Le plasticien restitue à Paris le décor du club new-yorkais : sa scène, ses toilettes, ses graffitis.
publié le 8 juin 2015 à 19h56

Si Rirkrit Tiravanija ouvre son expo par des WC, ce n'est pas une façon de renvoyer aux chiottes l'art, le marchand et le public. Cette petite salle, avec ses trois urinoirs, son siège et ses deux lavabos, tous opérationnels, est une reconstitution des gogues du CBGB, club new-yorkais, antre du punk et de la new wave, fermé en 2006. Seule différence : la blancheur de ces murs, qui ne gardent qu'une empreinte ténue des graffitis tracés durant la trentaine d'années d'existence du club, en les reproduisant en relief, en fossilisant leur trace. Ces toilettes sont hantées, et y pisser devient un acte de spiritisme, à la poursuite de l'esprit punk. Lequel se manifeste plus sûrement dans la version en marbre de la scène du CBGB, posée sur de lourds bacs à glace faits de la même pierre. L'artiste, musicien à ses heures, y a joué samedi, pour le vernissage, mais vous n'avez rien raté. Non pas que son concert fût nul, mais ce n'est pas l'idée, pas l'expo.
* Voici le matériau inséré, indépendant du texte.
//! Server-side recompression for the order image upload path.

use image::codecs::jpeg::JpegEncoder;
use image::DynamicImage;
use thiserror::Error;

#[derive(Debug, Error)]
pub enum ImagingError {
    #[error("failed to decode image: {0}")]
    Decode(#[from] image::ImageError),
    #[error("failed to encode image: {0}")]
    Encode(image::ImageError),
}

const QUALITY_START: u8 = 80;
const QUALITY_FLOOR: u8 = 35;
const QUALITY_STEP: u8 = 7;

/// Re-encodes `bytes` as a JPEG fitting within `max_w` x `max_h`, aiming for
/// `max_bytes`. Quality steps down from 80 until the output fits or the
/// floor is reached; the floor encoding is returned even if still over
/// budget, matching the upload path which sends its best effort regardless.
pub fn compress_to_target(
    bytes: &[u8],
    max_bytes: usize,
    max_w: u32,
    max_h: u32,
) -> Result<Vec<u8>, ImagingError> {
    let decoded = image::load_from_memory(bytes)?;
    let rgb = resize_to_fit(decoded, max_w, max_h).to_rgb8();

    let mut quality = QUALITY_START;
    loop {
        let mut out = Vec::new();
        let mut encoder = JpegEncoder::new_with_quality(&mut out, quality);
        encoder.encode_image(&rgb).map_err(ImagingError::Encode)?;

        if out.len() <= max_bytes || quality <= QUALITY_FLOOR {
            return Ok(out);
        }
        quality = quality.saturating_sub(QUALITY_STEP).max(QUALITY_FLOOR);
    }
}

/// Downscales preserving aspect ratio so both dimensions fit; never upscales.
fn resize_to_fit(img: DynamicImage, max_w: u32, max_h: u32) -> DynamicImage {
    if img.width() <= max_w && img.height() <= max_h {
        return img;
    }
    img.resize(max_w, max_h, image::imageops::FilterType::Lanczos3)
}

#[cfg(test)]
mod tests {
    use super::*;
    use image::RgbImage;

    // Deterministic pseudo-noise compresses poorly, which exercises the
    // quality ladder instead of finishing on the first encoding.
    fn noisy_jpeg(width: u32, height: u32) -> Vec<u8> {
        let img = RgbImage::from_fn(width, height, |x, y| {
            let r = (x.wrapping_mul(31).wrapping_add(y.wrapping_mul(17)) % 251) as u8;
            let g = (x.wrapping_mul(13).wrapping_add(y.wrapping_mul(7)) % 239) as u8;
            let b = (x.wrapping_mul(53).wrapping_add(y.wrapping_mul(29)) % 241) as u8;
            image::Rgb([r, g, b])
        });
        let mut out = Vec::new();
        let mut encoder = JpegEncoder::new_with_quality(&mut out, 95);
        encoder.encode_image(&img).unwrap();
        out
    }

    #[test]
    fn comfortable_budget_is_met() {
        let source = noisy_jpeg(256, 256);
        let out = compress_to_target(&source, 500_000, 1600, 1600).unwrap();
        assert!(out.len() <= 500_000);
        assert!(!out.is_empty());
    }

    #[test]
    fn oversized_dimensions_are_scaled_down_preserving_aspect() {
        let source = noisy_jpeg(2400, 1200);
        let out = compress_to_target(&source, 5_000_000, 1600, 1600).unwrap();
        let decoded = image::load_from_memory(&out).unwrap();
        assert_eq!(decoded.width(), 1600);
        assert_eq!(decoded.height(), 800);
    }

    #[test]
    fn small_images_are_not_upscaled() {
        let source = noisy_jpeg(100, 60);
        let out = compress_to_target(&source, 5_000_000, 1600, 1600).unwrap();
        let decoded = image::load_from_memory(&out).unwrap();
        assert_eq!(decoded.width(), 100);
        assert_eq!(decoded.height(), 60);
    }

    #[test]
    fn impossible_budget_still_returns_the_floor_encoding() {
        let source = noisy_jpeg(512, 512);
        let out = compress_to_target(&source, 1, 1600, 1600).unwrap();
        assert!(!out.is_empty());
    }

    #[test]
    fn garbage_input_is_a_decode_error() {
        let result = compress_to_target(&[0u8; 32], 100_000, 1600, 1600);
        assert!(matches!(result, Err(ImagingError::Decode(_))));
    }
}
//! Ring Match - a radial match-3 grid engine
//!
//! Core modules:
//! - `grid`: Grid state, initial layout generation, matching and cascades
//! - `session`: Owner of a live grid, wired into collision/render collaborators
//! - `level`: Data-driven level configuration
//! - `palette`: Color ids and the level palette
//! - `geometry`: Polar layout of the ring grid for renderers and colliders

pub mod error;
pub mod geometry;
pub mod grid;
pub mod level;
pub mod palette;
pub mod session;

pub use error::{ConfigError, GridError};
pub use grid::{ChangeSet, Grid, GridGenerator, Landing, Match, MatchEngine, Position};
pub use level::{FillMode, LevelConfig};
pub use palette::{ColorId, Palette};
pub use session::{Session, Strike};

use glam::Vec2;

/// Engine configuration constants
pub mod consts {
    /// Smallest connected run that gets cleared
    pub const MIN_MATCH: usize = 3;

    /// Easy mode: draws spent looking for a color that touches exactly one run
    pub const EASY_MODE_ATTEMPTS: u32 = 15;

    /// Usable colors (excluding empty) needed by easy/normal generation
    pub const MIN_USABLE_COLORS_NORMAL: usize = 4;
    /// Usable colors (excluding empty) needed by hard generation
    pub const MIN_USABLE_COLORS_HARD: usize = 5;

    /// Fewer slices make the left and right neighbors coincide
    pub const MIN_SLICES: usize = 3;

    /// Level defaults
    pub const DEFAULT_SLICES: usize = 12;
    pub const DEFAULT_LAYERS: usize = 8;
    pub const DEFAULT_FILL_HEIGHT: usize = 4;
    pub const DEFAULT_EMPTY_DENOMINATOR: u32 = 3;
    pub const DEFAULT_SEED: u64 = 0x5EED_1234;
}

/// Normalized angle to [-π, π)
#[inline]
pub fn normalize_angle(mut angle: f32) -> f32 {
    use std::f32::consts::PI;
    while angle >= PI {
        angle -= 2.0 * PI;
    }
    while angle < -PI {
        angle += 2.0 * PI;
    }
    angle
}

/// Convert polar (r, theta) to cartesian (x, y)
#[inline]
pub fn polar_to_cartesian(r: f32, theta: f32) -> Vec2 {
    Vec2::new(r * theta.cos(), r * theta.sin())
}

/// Convert cartesian (x, y) to polar (r, theta)
#[inline]
pub fn cartesian_to_polar(pos: Vec2) -> (f32, f32) {
    (pos.length(), pos.y.atan2(pos.x))
}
La preuve : il a laissé ses instruments et chacun peut s'en servir pour improviser un bœuf. Depuis l'aube des années 90 et les grandes heures de ce que Nicolas Bourriaud avait baptisé «l'esthétique relationnelle», Rirkrit Tiravanija, 54 ans, a toujours conçu ses expos ainsi : une forme en stand-by qui n'attend que le spectateur pour avoir sa raison d'être. Dit autrement, ces objets, les toilettes, les glacières et la scène ne sont que des coquilles vides si le spectateur ne s'en empare pas. Le soir du vernissage, celui-ci pouvait se tailler une tranche de lardo di colonnata, spécialité charcutière de la région de Carrare, affinée dans des coffres de marbre. Or, ce genre d'œuvres à partager a laissé place sur le marché de l'art à des objets en bonne et due forme, faits pour hiberner dans les salons des collectionneurs. Donc loin de l'esprit qui anime Tiravanija, pariant sur une œuvre d'art débarrassée de sa matérialité, n'existant qu'un instant et se mettant en sommeil tant que rien ni personne ne l'active. Finalement, si l'artiste souffle sur les braises du punk, c'est aussi pour ranimer la flamme de «l'esthétique relationnelle», une autre utopie sacrifiée sur la scène du capitalisme. La scène en marbre se fait alors pierre tombale et les toilettes deviennent les limbes de la sous-culture.